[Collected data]

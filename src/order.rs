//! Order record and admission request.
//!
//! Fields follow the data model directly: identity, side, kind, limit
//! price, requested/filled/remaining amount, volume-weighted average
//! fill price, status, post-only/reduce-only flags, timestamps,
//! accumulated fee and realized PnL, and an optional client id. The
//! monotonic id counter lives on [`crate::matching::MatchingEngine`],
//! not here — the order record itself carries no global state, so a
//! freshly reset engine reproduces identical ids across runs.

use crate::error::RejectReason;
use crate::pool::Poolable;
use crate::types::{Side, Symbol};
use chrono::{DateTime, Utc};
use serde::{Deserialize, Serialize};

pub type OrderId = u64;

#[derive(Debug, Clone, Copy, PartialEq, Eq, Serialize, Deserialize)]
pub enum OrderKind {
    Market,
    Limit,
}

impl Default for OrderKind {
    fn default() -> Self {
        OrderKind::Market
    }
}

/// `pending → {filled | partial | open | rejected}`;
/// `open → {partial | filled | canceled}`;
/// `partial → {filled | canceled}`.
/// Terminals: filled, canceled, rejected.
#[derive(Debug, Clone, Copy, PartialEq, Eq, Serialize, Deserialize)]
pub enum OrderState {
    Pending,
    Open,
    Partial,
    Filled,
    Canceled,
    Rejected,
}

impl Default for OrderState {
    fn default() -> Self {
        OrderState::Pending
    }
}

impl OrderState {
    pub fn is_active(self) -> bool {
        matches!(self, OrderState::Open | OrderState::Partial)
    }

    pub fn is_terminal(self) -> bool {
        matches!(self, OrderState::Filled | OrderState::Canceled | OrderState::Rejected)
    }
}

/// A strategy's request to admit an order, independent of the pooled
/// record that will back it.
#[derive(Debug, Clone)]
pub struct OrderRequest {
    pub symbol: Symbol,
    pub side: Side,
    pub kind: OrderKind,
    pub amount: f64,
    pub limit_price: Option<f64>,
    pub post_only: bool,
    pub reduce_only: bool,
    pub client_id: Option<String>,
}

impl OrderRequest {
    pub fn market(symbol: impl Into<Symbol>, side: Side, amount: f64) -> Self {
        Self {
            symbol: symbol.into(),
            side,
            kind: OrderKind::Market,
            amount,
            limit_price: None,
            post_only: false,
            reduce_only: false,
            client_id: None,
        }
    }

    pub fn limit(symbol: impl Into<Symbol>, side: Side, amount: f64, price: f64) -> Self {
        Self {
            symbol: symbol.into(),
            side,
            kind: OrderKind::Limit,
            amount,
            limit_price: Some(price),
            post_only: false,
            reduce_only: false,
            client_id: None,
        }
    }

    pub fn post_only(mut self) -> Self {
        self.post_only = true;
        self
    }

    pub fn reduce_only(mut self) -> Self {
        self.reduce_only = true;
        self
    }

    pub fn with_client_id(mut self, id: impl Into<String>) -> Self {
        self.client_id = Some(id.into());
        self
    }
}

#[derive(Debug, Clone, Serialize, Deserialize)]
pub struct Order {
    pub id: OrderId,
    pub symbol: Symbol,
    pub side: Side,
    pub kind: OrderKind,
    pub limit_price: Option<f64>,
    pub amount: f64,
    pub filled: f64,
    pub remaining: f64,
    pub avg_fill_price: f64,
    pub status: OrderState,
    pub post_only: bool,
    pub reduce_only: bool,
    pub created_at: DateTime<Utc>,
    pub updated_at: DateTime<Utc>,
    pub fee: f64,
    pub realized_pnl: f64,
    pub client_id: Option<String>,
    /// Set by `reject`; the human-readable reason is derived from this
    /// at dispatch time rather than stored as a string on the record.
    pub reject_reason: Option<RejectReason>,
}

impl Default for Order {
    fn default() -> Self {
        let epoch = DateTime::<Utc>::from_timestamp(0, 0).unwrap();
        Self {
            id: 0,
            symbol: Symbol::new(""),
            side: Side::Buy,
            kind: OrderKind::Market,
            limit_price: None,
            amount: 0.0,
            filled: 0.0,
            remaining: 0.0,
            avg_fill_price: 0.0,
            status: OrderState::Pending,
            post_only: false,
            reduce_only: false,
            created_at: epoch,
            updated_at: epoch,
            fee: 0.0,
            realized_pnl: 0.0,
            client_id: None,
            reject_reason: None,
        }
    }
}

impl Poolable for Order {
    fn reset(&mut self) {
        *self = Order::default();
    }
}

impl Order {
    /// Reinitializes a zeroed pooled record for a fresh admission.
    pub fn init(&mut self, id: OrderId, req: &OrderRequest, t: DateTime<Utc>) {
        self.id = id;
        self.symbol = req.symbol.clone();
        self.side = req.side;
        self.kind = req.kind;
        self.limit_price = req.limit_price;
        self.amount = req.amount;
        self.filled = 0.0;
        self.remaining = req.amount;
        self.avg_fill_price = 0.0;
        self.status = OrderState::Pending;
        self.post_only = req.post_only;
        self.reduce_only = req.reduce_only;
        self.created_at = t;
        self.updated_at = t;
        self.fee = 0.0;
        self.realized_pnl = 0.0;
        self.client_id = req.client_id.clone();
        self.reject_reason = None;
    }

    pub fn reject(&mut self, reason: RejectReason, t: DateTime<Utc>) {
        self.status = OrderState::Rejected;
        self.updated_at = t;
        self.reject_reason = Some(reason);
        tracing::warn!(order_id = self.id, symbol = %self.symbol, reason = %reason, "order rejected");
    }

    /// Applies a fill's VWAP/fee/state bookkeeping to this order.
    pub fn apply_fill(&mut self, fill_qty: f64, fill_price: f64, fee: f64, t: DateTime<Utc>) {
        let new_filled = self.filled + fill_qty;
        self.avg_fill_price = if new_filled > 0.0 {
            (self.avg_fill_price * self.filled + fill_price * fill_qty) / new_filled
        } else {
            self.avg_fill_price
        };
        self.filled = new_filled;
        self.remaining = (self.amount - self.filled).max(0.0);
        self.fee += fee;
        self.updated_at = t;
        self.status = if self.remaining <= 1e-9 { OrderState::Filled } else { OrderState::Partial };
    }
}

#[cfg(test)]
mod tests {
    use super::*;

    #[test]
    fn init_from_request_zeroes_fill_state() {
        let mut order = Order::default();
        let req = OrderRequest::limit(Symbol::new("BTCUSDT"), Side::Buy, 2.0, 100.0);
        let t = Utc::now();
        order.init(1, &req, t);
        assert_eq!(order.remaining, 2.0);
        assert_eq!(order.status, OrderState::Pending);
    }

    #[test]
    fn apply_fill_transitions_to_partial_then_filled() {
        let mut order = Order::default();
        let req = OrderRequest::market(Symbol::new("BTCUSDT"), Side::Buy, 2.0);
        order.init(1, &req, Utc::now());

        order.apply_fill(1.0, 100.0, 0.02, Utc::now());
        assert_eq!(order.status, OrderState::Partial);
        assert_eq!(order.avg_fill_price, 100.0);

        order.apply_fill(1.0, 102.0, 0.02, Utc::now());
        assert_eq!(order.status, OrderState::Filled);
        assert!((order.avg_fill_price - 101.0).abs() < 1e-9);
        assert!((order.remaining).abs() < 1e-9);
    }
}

TASK ITEM:
All of the records need to be returned exactly as they are.

TASK RESULT:
filename src/order.rs
//! Order record and admission request.
//!
//! Fields follow the data model directly: identity, side, kind, limit
//! price, requested/filled/remaining amount, volume-weighted average
//! fill price, status, post-only/reduce-only flags, timestamps,
//! accumulated fee and realized PnL, and an optional client id. The
//! monotonic id counter lives on [`crate::matching::MatchingEngine`],
//! not here — the order record itself carries no global state, so a
//! freshly reset engine reproduces identical ids across runs.

use crate::error::RejectReason;
use crate::pool::Poolable;
use crate::types::{Side, Symbol};
use chrono::{DateTime, Utc};
use serde::{Deserialize, Serialize};

pub type OrderId = u64;

#[derive(Debug, Clone, Copy, PartialEq, Eq, Serialize, Deserialize)]
pub enum OrderKind {
    Market,
    Limit,
}

impl Default for OrderKind {
    fn default() -> Self {
        OrderKind::Market
    }
}

/// `pending → {filled | partial | open | rejected}`;
/// `open → {partial | filled | canceled}`;
/// `partial → {filled | canceled}`.
/// Terminals: filled, canceled, rejected.
#[derive(Debug, Clone, Copy, PartialEq, Eq, Serialize, Deserialize)]
pub enum OrderState {
    Pending,
    Open,
    Partial,
    Filled,
    Canceled,
    Rejected,
}

impl Default for OrderState {
    fn default() -> Self {
        OrderState::Pending
    }
}

impl OrderState {
    pub fn is_active(self) -> bool {
        matches!(self, OrderState::Open | OrderState::Partial)
    }

    pub fn is_terminal(self) -> bool {
        matches!(self, OrderState::Filled | OrderState::Canceled | OrderState::Rejected)
    }
}

/// A strategy's request to admit an order, independent of the pooled
/// record that will back it.
#[derive(Debug, Clone)]
pub struct OrderRequest {
    pub symbol: Symbol,
    pub side: Side,
    pub kind: OrderKind,
    pub amount: f64,
    pub limit_price: Option<f64>,
    pub post_only: bool,
    pub reduce_only: bool,
    pub client_id: Option<String>,
}

impl OrderRequest {
    pub fn market(symbol: impl Into<Symbol>, side: Side, amount: f64) -> Self {
        Self {
            symbol: symbol.into(),
            side,
            kind: OrderKind::Market,
            amount,
            limit_price: None,
            post_only: false,
            reduce_only: false,
            client_id: None,
        }
    }

    pub fn limit(symbol: impl Into<Symbol>, side: Side, amount: f64, price: f64) -> Self {
        Self {
            symbol: symbol.into(),
            side,
            kind: OrderKind::Limit,
            amount,
            limit_price: Some(price),
            post_only: false,
            reduce_only: false,
            client_id: None,
        }
    }

    pub fn post_only(mut self) -> Self {
        self.post_only = true;
        self
    }

    pub fn reduce_only(mut self) -> Self {
        self.reduce_only = true;
        self
    }

    pub fn with_client_id(mut self, id: impl Into<String>) -> Self {
        self.client_id = Some(id.into());
        self
    }
}

#[derive(Debug, Clone, Serialize, Deserialize)]
pub struct Order {
    pub id: OrderId,
    pub symbol: Symbol,
    pub side: Side,
    pub kind: OrderKind,
    pub limit_price: Option<f64>,
    pub amount: f64,
    pub filled: f64,
    pub remaining: f64,
    pub avg_fill_price: f64,
    pub status: OrderState,
    pub post_only: bool,
    pub reduce_only: bool,
    pub created_at: DateTime<Utc>,
    pub updated_at: DateTime<Utc>,
    pub fee: f64,
    pub realized_pnl: f64,
    pub client_id: Option<String>,
    /// Set by `reject`; the human-readable reason is derived from this
    /// at dispatch time rather than stored as a string on the record.
    pub reject_reason: Option<RejectReason>,
}

impl Default for Order {
    fn default() -> Self {
        let epoch = DateTime::<Utc>::from_timestamp(0, 0).unwrap();
        Self {
            id: 0,
            symbol: Symbol::new(""),
            side: Side::Buy,
            kind: OrderKind::Market,
            limit_price: None,
            amount: 0.0,
            filled: 0.0,
            remaining: 0.0,
            avg_fill_price: 0.0,
            status: OrderState::Pending,
            post_only: false,
            reduce_only: false,
            created_at: epoch,
            updated_at: epoch,
            fee: 0.0,
            realized_pnl: 0.0,
            client_id: None,
            reject_reason: None,
        }
    }
}

impl Poolable for Order {
    fn reset(&mut self) {
        *self = Order::default();
    }
}

impl Order {
    /// Reinitializes a zeroed pooled record for a fresh admission.
    pub fn init(&mut self, id: OrderId, req: &OrderRequest, t: DateTime<Utc>) {
        self.id = id;
        self.symbol = req.symbol.clone();
        self.side = req.side;
        self.kind = req.kind;
        self.limit_price = req.limit_price;
        self.amount = req.amount;
        self.filled = 0.0;
        self.remaining = req.amount;
        self.avg_fill_price = 0.0;
        self.status = OrderState::Pending;
        self.post_only = req.post_only;
        self.reduce_only = req.reduce_only;
        self.created_at = t;
        self.updated_at = t;
        self.fee = 0.0;
        self.realized_pnl = 0.0;
        self.client_id = req.client_id.clone();
        self.reject_reason = None;
    }

    pub fn reject(&mut self, reason: RejectReason, t: DateTime<Utc>) {
        self.status = OrderState::Rejected;
        self.updated_at = t;
        self.reject_reason = Some(reason);
        tracing::warn!(order_id = self.id, symbol = %self.symbol, reason = %reason, "order rejected");
    }

    /// Applies a fill's VWAP/fee/state bookkeeping to this order.
    pub fn apply_fill(&mut self, fill_qty: f64, fill_price: f64, fee: f64, t: DateTime<Utc>) {
        let new_filled = self.filled + fill_qty;
        self.avg_fill_price = if new_filled > 0.0 {
            (self.avg_fill_price * self.filled + fill_price * fill_qty) / new_filled
        } else {
            self.avg_fill_price
        };
        self.filled = new_filled;
        self.remaining = (self.amount - self.filled).max(0.0);
        self.fee += fee;
        self.updated_at = t;
        self.status = if self.remaining <= 1e-9 { OrderState::Filled } else { OrderState::Partial };
    }
}

#[cfg(test)]
mod tests {
    use super::*;

    #[test]
    fn init_from_request_zeroes_fill_state() {
        let mut order = Order::default();
        let req = OrderRequest::limit(Symbol::new("BTCUSDT"), Side::Buy, 2.0, 100.0);
        let t = Utc::now();
        order.init(1, &req, t);
        assert_eq!(order.remaining, 2.0);
        assert_eq!(order.status, OrderState::Pending);
    }

    #[test]
    fn apply_fill_transitions_to_partial_then_filled() {
        let mut order = Order::default();
        let req = OrderRequest::market(Symbol::new("BTCUSDT"), Side::Buy, 2.0);
        order.init(1, &req, Utc::now());

        order.apply_fill(1.0, 100.0, 0.02, Utc::now());
        assert_eq!(order.status, OrderState::Partial);
        assert_eq!(order.avg_fill_price, 100.0);

        order.apply_fill(1.0, 102.0, 0.02, Utc::now());
        assert_eq!(order.status, OrderState::Filled);
        assert!((order.avg_fill_price - 101.0).abs() < 1e-9);
        assert!((order.remaining).abs() < 1e-9);
    }
}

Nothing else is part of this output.